Two gay Fort Carson soldiers were beaten in a suspected hate crime in Colorado Springs, Colorado over the weekend because of their sexual orientation. One was kicked repeatedly in the head and ribs; the other had to have his jaw wired shut for a facial fracture. But besides recovering from the beating, the soldiers are also struggling with the fact that coming out about the attack could endanger their careers because Don’t Ask, Don’t Tell (DADT) is still in effect.
“John” and “Ted” now face concerns about how their very visible injuries will impact their ability to abide by the policy. John explained that homosexuality “is definitely frowned upon” in his combat unit. Even though most of Ted’s peers know he’s gay, he explained, “I don’t need people higher up knowing. I still have to protect myself as far as on the military side.”

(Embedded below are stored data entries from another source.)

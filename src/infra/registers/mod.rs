//! Typed access to the TWAI-FD register block.
//!
//! Registers are addressed by their byte offset ([`Reg`]) and bit fields are
//! described by [`Field`] (shift + width), so every access names the field it
//! touches instead of casting a packed struct onto raw memory. The controller
//! logic only depends on the [`RegisterBlock`] trait; [`MmioRegisters`] is the
//! volatile implementation used on the target.
use core::ptr;

pub mod fields;

//==================================================================================REG
#[derive(Clone, Copy, Debug, PartialEq, Eq, Hash)]
#[cfg_attr(feature = "defmt", derive(defmt::Format))]
/// Byte offset of a 32-bit register inside the controller block.
pub struct Reg(pub u32);

/// Offset of the first TXT buffer window; buffer `n` lives at `(n + 1) * TXT_BUFFER_STRIDE`.
pub const TXT_BUFFER_STRIDE: u32 = 0x100;

impl Reg {
    pub const DEVICE_ID_VERSION: Reg = Reg(0x00);
    pub const MODE_SETTINGS: Reg = Reg(0x04);
    pub const STATUS: Reg = Reg(0x08);
    pub const COMMAND: Reg = Reg(0x0C);
    pub const INT_STAT: Reg = Reg(0x10);
    pub const INT_ENA_SET: Reg = Reg(0x14);
    pub const INT_ENA_CLR: Reg = Reg(0x18);
    pub const INT_MASK_SET: Reg = Reg(0x1C);
    pub const INT_MASK_CLR: Reg = Reg(0x20);
    pub const BTR: Reg = Reg(0x24);
    pub const BTR_FD: Reg = Reg(0x28);
    pub const EWL_ERP_FAULT_STATE: Reg = Reg(0x2C);
    pub const REC_TEC: Reg = Reg(0x30);
    pub const FILTER_A_MASK: Reg = Reg(0x3C);
    pub const FILTER_A_VAL: Reg = Reg(0x40);
    pub const FILTER_B_MASK: Reg = Reg(0x44);
    pub const FILTER_B_VAL: Reg = Reg(0x48);
    pub const FILTER_C_MASK: Reg = Reg(0x4C);
    pub const FILTER_C_VAL: Reg = Reg(0x50);
    pub const FILTER_RAN_LOW: Reg = Reg(0x54);
    pub const FILTER_RAN_HIGH: Reg = Reg(0x58);
    pub const FILTER_CONTROL: Reg = Reg(0x5C);
    pub const RX_MEM_INFO: Reg = Reg(0x60);
    pub const RX_POINTERS: Reg = Reg(0x64);
    pub const RX_STATUS: Reg = Reg(0x68);
    pub const RX_DATA: Reg = Reg(0x6C);
    pub const TX_STATUS: Reg = Reg(0x70);
    pub const TX_COMMAND: Reg = Reg(0x74);
    pub const TX_PRIORITY: Reg = Reg(0x78);
    pub const ERR_CAPT: Reg = Reg(0x7C);
    pub const TRV_DELAY_SSP_CFG: Reg = Reg(0x80);
    pub const RX_FR_CTR: Reg = Reg(0x84);
    pub const TX_FR_CTR: Reg = Reg(0x88);
    pub const TIMESTAMP_LOW: Reg = Reg(0x94);
    pub const TIMESTAMP_HIGH: Reg = Reg(0x98);
    pub const TIMER_CLK_EN: Reg = Reg(0xFD4);
    pub const TIMER_INT_RAW: Reg = Reg(0xFD8);
    pub const TIMER_INT_ST: Reg = Reg(0xFDC);
    pub const TIMER_INT_ENA: Reg = Reg(0xFE0);
    pub const TIMER_INT_CLR: Reg = Reg(0xFE4);
    pub const TIMER_CFG: Reg = Reg(0xFE8);
    pub const TIMER_LD_VAL_L: Reg = Reg(0xFEC);
    pub const TIMER_LD_VAL_H: Reg = Reg(0xFF0);
    pub const TIMER_CT_VAL_L: Reg = Reg(0xFF4);
    pub const TIMER_CT_VAL_H: Reg = Reg(0xFF8);

    /// Word `word` of TXT buffer `slot`.
    pub const fn txt_buffer(slot: u8, word: usize) -> Reg {
        Reg((slot as u32 + 1) * TXT_BUFFER_STRIDE + 4 * word as u32)
    }

    /// Byte offset from the block base.
    #[inline]
    pub const fn offset(self) -> u32 {
        self.0
    }
}

//==================================================================================FIELD
#[derive(Clone, Copy, Debug, PartialEq, Eq)]
#[cfg_attr(feature = "defmt", derive(defmt::Format))]
/// Bit field inside a 32-bit word, `width` bits starting at `shift`.
pub struct Field {
    pub shift: u8,
    pub width: u8,
}

impl Field {
    pub const fn new(shift: u8, width: u8) -> Self {
        Self { shift, width }
    }

    /// Single-bit field at `shift`.
    pub const fn bit(shift: u8) -> Self {
        Self { shift, width: 1 }
    }

    /// Largest value the field can hold.
    #[inline]
    pub const fn max(self) -> u32 {
        if self.width >= 32 {
            u32::MAX
        } else {
            (1u32 << self.width) - 1
        }
    }

    /// Field bits in place.
    #[inline]
    pub const fn mask(self) -> u32 {
        self.max() << self.shift
    }

    /// Read the field out of `word`.
    #[inline]
    pub const fn extract(self, word: u32) -> u32 {
        (word & self.mask()) >> self.shift
    }

    /// Replace the field in `word`; bits of `value` beyond the width are dropped.
    #[inline]
    pub const fn insert(self, word: u32, value: u32) -> u32 {
        (word & !self.mask()) | ((value & self.max()) << self.shift)
    }

    /// `value` placed at the field position in an otherwise zero word.
    #[inline]
    pub const fn place(self, value: u32) -> u32 {
        self.insert(0, value)
    }

    /// Whether `value` fits without truncation.
    #[inline]
    pub const fn fits(self, value: u32) -> bool {
        value <= self.max()
    }
}

//==================================================================================REGISTER_BLOCK
/// Access to one controller's registers.
///
/// Implementations perform a single 32-bit access per call. Reads may have
/// side effects (the RX data window advances on every read), so callers never
/// read a register speculatively.
pub trait RegisterBlock {
    /// Read the full register.
    fn read(&self, reg: Reg) -> u32;

    /// Write the full register.
    fn write(&self, reg: Reg, value: u32);

    /// Read-modify-write. Never use on write-1-to-clear or command registers.
    #[inline]
    fn modify<F: FnOnce(u32) -> u32>(&self, reg: Reg, f: F) {
        let current = self.read(reg);
        self.write(reg, f(current));
    }

    /// Read a single field.
    #[inline]
    fn read_field(&self, reg: Reg, field: Field) -> u32 {
        field.extract(self.read(reg))
    }

    /// Update a single field, preserving the rest of the register.
    #[inline]
    fn write_field(&self, reg: Reg, field: Field, value: u32) {
        self.modify(reg, |word| field.insert(word, value));
    }

    /// Whether a single-bit field is set.
    #[inline]
    fn is_set(&self, reg: Reg, field: Field) -> bool {
        self.read_field(reg, field) != 0
    }
}

impl<T: RegisterBlock + ?Sized> RegisterBlock for &T {
    #[inline]
    fn read(&self, reg: Reg) -> u32 {
        (**self).read(reg)
    }

    #[inline]
    fn write(&self, reg: Reg, value: u32) {
        (**self).write(reg, value)
    }
}

//==================================================================================MMIO
/// Volatile access to a register block mapped at a fixed address.
#[derive(Debug)]
pub struct MmioRegisters {
    base: usize,
}

// The block is owned by exactly one `MmioRegisters`, see `new`.
unsafe impl Send for MmioRegisters {}
unsafe impl Sync for MmioRegisters {}

impl MmioRegisters {
    /// Wrap the register block starting at `base`.
    ///
    /// # Safety
    ///
    /// `base` must be the address of a TWAI-FD register block, valid for
    /// 32-bit volatile reads and writes over its whole window, and no other
    /// `MmioRegisters` (or other code) may access the same block while this
    /// value exists.
    pub const unsafe fn new(base: usize) -> Self {
        Self { base }
    }

    /// Base address of the block.
    pub const fn base(&self) -> usize {
        self.base
    }

    #[inline(always)]
    fn ptr(&self, reg: Reg) -> *mut u32 {
        (self.base + reg.offset() as usize) as *mut u32
    }
}

impl RegisterBlock for MmioRegisters {
    #[inline(always)]
    fn read(&self, reg: Reg) -> u32 {
        // SAFETY: `new` guarantees the whole window is a valid register block.
        unsafe { ptr::read_volatile(self.ptr(reg)) }
    }

    #[inline(always)]
    fn write(&self, reg: Reg, value: u32) {
        // SAFETY: see `read`.
        unsafe { ptr::write_volatile(self.ptr(reg), value) }
    }
}
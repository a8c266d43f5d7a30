//! Controller context and lifecycle.
//!
//! A [`Controller`] owns one register block from `init` until `deinit` hands
//! it back. Lifecycle changes take `&mut self`; everything the interrupt
//! handler needs (`decode_events`, `pop_rx_frame`, transmit) takes `&self`, so
//! a controller can be shared between task and interrupt context once it is
//! running. State written by the interrupt path lives in [`IsrState`] behind
//! a blocking mutex and is only ever read as a copy.
//!
//! ```text
//!   init ──► Init ──enable──► Enabled(Stopped) ──start──► Enabled(Running)
//!             ▲                     ▲   ◄──────stop───────────┘
//!             └──────disable────────┴──────────────────────────┘
//! ```
use core::cell::Cell;

use embassy_sync::blocking_mutex::{
    raw::{CriticalSectionRawMutex, RawMutex},
    Mutex,
};

use crate::core::{ErrorState, Events};
use crate::error::{BusErrorReason, TwaiError};
use crate::infra::registers::{fields, fields::int, Reg, RegisterBlock};
use crate::protocol::events::{FaultSnapshot, IsrState, StatusSnapshot, DECODED_INTERRUPTS};
use crate::protocol::filter::{
    self, FilterEnables, MaskFilterConfig, MaskFilterSlot, RangeFilterConfig, RangeFilterSlot,
};
use crate::protocol::timing::{self, ResolvedTiming, TimingConfig};

pub mod config;
pub mod txrx;

use config::ControllerConfig;

/// Fault-state reads spent waiting for the core to acknowledge a run-bit change.
pub const ACK_POLL_LIMIT: u32 = 1_000;

//==================================================================================LIFECYCLE
#[derive(Debug, Clone, Copy, PartialEq, Eq)]
#[cfg_attr(feature = "defmt", derive(defmt::Format))]
pub enum RunState {
    Stopped,
    Running,
}

#[derive(Debug, Clone, Copy, PartialEq, Eq)]
#[cfg_attr(feature = "defmt", derive(defmt::Format))]
/// Where a controller stands between `init` and `deinit`.
pub enum Lifecycle {
    /// Configured, clocks off.
    Init,
    /// Clocks on, core stopped or running.
    Enabled(RunState),
}

//==================================================================================CONTROLLER
/// One TWAI-FD controller.
pub struct Controller<R: RegisterBlock, M: RawMutex = CriticalSectionRawMutex> {
    regs: R,
    config: ControllerConfig,
    lifecycle: Lifecycle,
    shared: Mutex<M, Cell<IsrState>>,
}

impl<R: RegisterBlock, M: RawMutex> Controller<R, M> {
    /// Reset the core and apply `config`. The controller is left in [`Lifecycle::Init`].
    pub fn init(regs: R, config: ControllerConfig) -> Result<Self, TwaiError> {
        config.validate()?;

        regs.write(Reg::MODE_SETTINGS, fields::MODE_RST.place(1));
        regs.write(Reg::MODE_SETTINGS, config.mode_word());
        regs.write_field(Reg::EWL_ERP_FAULT_STATE, fields::EW_LIMIT, config.warn_limit as u32);

        if let Some(timer) = config.timer {
            let step = timer.step()?;
            regs.write(
                Reg::TIMER_CFG,
                fields::TIMER_STEP.place(step) | fields::TIMER_UP_DN.place(1),
            );
            regs.write(Reg::TIMER_INT_ENA, fields::TIMER_OVERFLOW.place(1));
        }

        // Only the interrupts the decoder understands reach INT_STAT.
        regs.write(Reg::INT_MASK_SET, int::ALL & !DECODED_INTERRUPTS);
        regs.write(Reg::INT_MASK_CLR, DECODED_INTERRUPTS);
        regs.write(Reg::INT_ENA_CLR, int::ALL & !DECODED_INTERRUPTS);
        regs.write(Reg::INT_ENA_SET, DECODED_INTERRUPTS);

        #[cfg(feature = "defmt")]
        defmt::debug!("Controller initialised: {}", config);

        Ok(Self {
            regs,
            config,
            lifecycle: Lifecycle::Init,
            shared: Mutex::new(Cell::new(IsrState::default())),
        })
    }

    /// Switch the controller clocks on.
    pub fn enable(&mut self) -> Result<(), TwaiError> {
        if self.lifecycle != Lifecycle::Init {
            return Err(TwaiError::InvalidState { operation: "enable" });
        }
        self.regs.write(Reg::TIMER_CLK_EN, fields::TIMER_CLK_EN.place(1));
        if self.config.timer.is_some() {
            self.regs.write_field(Reg::TIMER_CFG, fields::TIMER_CE, 1);
        }
        self.lifecycle = Lifecycle::Enabled(RunState::Stopped);

        #[cfg(feature = "defmt")]
        defmt::debug!("Controller enabled");
        Ok(())
    }

    /// Stop the core and switch the clocks off. Allowed from any state.
    pub fn disable(&mut self) {
        self.regs.write_field(Reg::MODE_SETTINGS, fields::MODE_ENA, 0);
        if self.config.timer.is_some() {
            self.regs.write_field(Reg::TIMER_CFG, fields::TIMER_CE, 0);
        }
        self.regs.write(Reg::TIMER_CLK_EN, 0);
        self.lifecycle = Lifecycle::Init;

        #[cfg(feature = "defmt")]
        defmt::debug!("Controller disabled");
    }

    /// Set the run bit and wait for the core to join the bus.
    ///
    /// The error state restarts from error-active.
    pub fn start(&mut self) -> Result<(), TwaiError> {
        if self.lifecycle != Lifecycle::Enabled(RunState::Stopped) {
            return Err(TwaiError::InvalidState { operation: "start" });
        }
        self.regs.write_field(Reg::MODE_SETTINGS, fields::MODE_ENA, 1);
        self.wait_fault_state(true)?;

        self.shared.lock(|cell| {
            let mut state = cell.get();
            state.error_state = ErrorState::ErrorActive;
            cell.set(state);
        });
        self.lifecycle = Lifecycle::Enabled(RunState::Running);

        #[cfg(feature = "defmt")]
        defmt::debug!("Controller started");
        Ok(())
    }

    /// Clear the run bit and wait for the core to leave the bus.
    pub fn stop(&mut self) -> Result<(), TwaiError> {
        if self.lifecycle != Lifecycle::Enabled(RunState::Running) {
            return Err(TwaiError::InvalidState { operation: "stop" });
        }
        self.regs.write_field(Reg::MODE_SETTINGS, fields::MODE_ENA, 0);
        self.wait_fault_state(false)?;
        self.lifecycle = Lifecycle::Enabled(RunState::Stopped);

        #[cfg(feature = "defmt")]
        defmt::debug!("Controller stopped");
        Ok(())
    }

    /// Start leaving bus-off: reset the error counters and enter `Recovering`.
    ///
    /// Recovery ends on the next fault-state interrupt, with the event of the
    /// state the hardware reports (`ERROR_ACTIVE` on a clean reintegration).
    pub fn start_bus_recovery(&self) -> Result<(), TwaiError> {
        self.shared.lock(|cell| {
            let mut state = cell.get();
            if state.error_state != ErrorState::BusOff {
                return Err(TwaiError::NotBusOff {
                    state: state.error_state,
                });
            }
            self.regs.write(Reg::COMMAND, fields::COMMAND_ERCRST.place(1));
            state.error_state = ErrorState::Recovering;
            cell.set(state);

            #[cfg(feature = "defmt")]
            defmt::debug!("Bus-off recovery requested");
            Ok(())
        })
    }

    /// Clear the traffic counters, switch the core off and hand the registers back.
    pub fn deinit(mut self) -> R {
        self.regs.write(
            Reg::COMMAND,
            fields::COMMAND_RXFCRST.place(1) | fields::COMMAND_TXFCRST.place(1),
        );
        self.disable();

        #[cfg(feature = "defmt")]
        defmt::debug!("Controller released");
        self.regs
    }

    fn wait_fault_state(&self, running: bool) -> Result<(), TwaiError> {
        let flags = fields::FAULT_ERA.mask() | fields::FAULT_ERP.mask() | fields::FAULT_BOF.mask();
        for _ in 0..ACK_POLL_LIMIT {
            let joined = self.regs.read(Reg::EWL_ERP_FAULT_STATE) & flags != 0;
            if joined == running {
                return Ok(());
            }
            core::hint::spin_loop();
        }

        #[cfg(feature = "defmt")]
        defmt::warn!("Run-state change not acknowledged");
        Err(TwaiError::NoAcknowledge)
    }

    //==============================================================================EVENTS
    /// Read and clear pending interrupts and turn them into events.
    ///
    /// Called from the interrupt handler. The timer overflow of the batch is
    /// accounted before anything else, and the fault-confinement state is only
    /// re-read when an FSM-change interrupt fired.
    pub fn decode_events(&self) -> Events {
        let status = StatusSnapshot::capture(&self.regs);
        if status.data_overrun() {
            self.regs.write(Reg::COMMAND, fields::COMMAND_CDO.place(1));
        }
        status.clear(&self.regs);

        let fault = if status.fault_state_changed() {
            Some(FaultSnapshot::read(&self.regs))
        } else {
            None
        };

        self.shared.lock(|cell| {
            let mut state = cell.get();
            let events = state.apply(&status, fault);
            cell.set(state);
            events
        })
    }

    /// Copy of the interrupt-shared state.
    pub fn snapshot(&self) -> IsrState {
        self.shared.lock(Cell::get)
    }

    pub fn error_state(&self) -> ErrorState {
        self.snapshot().error_state
    }

    /// Reason of the most recent `BUS_ERROR` event.
    pub fn latched_error(&self) -> Option<BusErrorReason> {
        self.snapshot().last_error
    }

    //==============================================================================COUNTERS
    /// Transmit error counter.
    pub fn tec(&self) -> u16 {
        self.regs.read_field(Reg::REC_TEC, fields::TEC_VAL) as u16
    }

    /// Receive error counter.
    pub fn rec(&self) -> u16 {
        self.regs.read_field(Reg::REC_TEC, fields::REC_VAL) as u16
    }

    /// Frames received since the last counter reset.
    pub fn rx_frame_count(&self) -> u32 {
        self.regs.read(Reg::RX_FR_CTR)
    }

    /// Frames transmitted since the last counter reset.
    pub fn tx_frame_count(&self) -> u32 {
        self.regs.read(Reg::TX_FR_CTR)
    }

    pub fn set_error_warning_limit(&mut self, limit: u8) {
        self.regs.write_field(Reg::EWL_ERP_FAULT_STATE, fields::EW_LIMIT, limit as u32);
        self.config.warn_limit = limit;
    }

    //==============================================================================CONFIGURATION
    /// Validate and program the nominal bit timing. Refused while running.
    pub fn validate_and_apply(&mut self, cfg: &TimingConfig) -> Result<ResolvedTiming, TwaiError> {
        self.ensure_not_running("validate_and_apply")?;
        Ok(timing::apply_nominal(&self.regs, cfg)?)
    }

    /// Validate and program the FD data-phase timing. Refused while running.
    pub fn validate_and_apply_fd(&mut self, cfg: &TimingConfig) -> Result<ResolvedTiming, TwaiError> {
        self.ensure_not_running("validate_and_apply_fd")?;
        Ok(timing::apply_data(&self.regs, cfg)?)
    }

    pub fn apply_mask_filter(&mut self, slot: MaskFilterSlot, cfg: &MaskFilterConfig) -> FilterEnables {
        filter::apply_mask_filter(&self.regs, slot, cfg)
    }

    pub fn apply_range_filter(&mut self, slot: RangeFilterSlot, cfg: &RangeFilterConfig) -> FilterEnables {
        filter::apply_range_filter(&self.regs, slot, cfg)
    }

    fn ensure_not_running(&self, operation: &'static str) -> Result<(), TwaiError> {
        if self.lifecycle == Lifecycle::Enabled(RunState::Running) {
            return Err(TwaiError::InvalidState { operation });
        }
        Ok(())
    }

    //==============================================================================ACCESSORS
    pub fn lifecycle(&self) -> Lifecycle {
        self.lifecycle
    }

    pub fn config(&self) -> &ControllerConfig {
        &self.config
    }

    /// Underlying register block.
    pub fn registers(&self) -> &R {
        &self.regs
    }
}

At last week’s White House LGBT Pride Reception, President Obama explained that DADT repeal will be certified “in a matter of weeks, not months.” Just-retired Secretary of Defense Robert Gates had similarly suggested certification will take place by late July or early August. Even though Obama signed the repeal legislation last year, the measure contained a certification process for transitioning the troops and an additional 60-day waiting period after repeal is finally lifted. The White House should see incidents like this attack as motivation to not only hasten the repeal process, but to also continue advocating for a nondiscrimination policy that will protect servicemembers should they come out. In the last few weeks, four servicemembers have been discharged under the policy, but those aren’t the only consequences of DADT. Soldiers like John and Ted are recovering from serious injuries because their gay identities made them targets, and those very injuries could lead to them losing their military careers or facing further harassment in their units.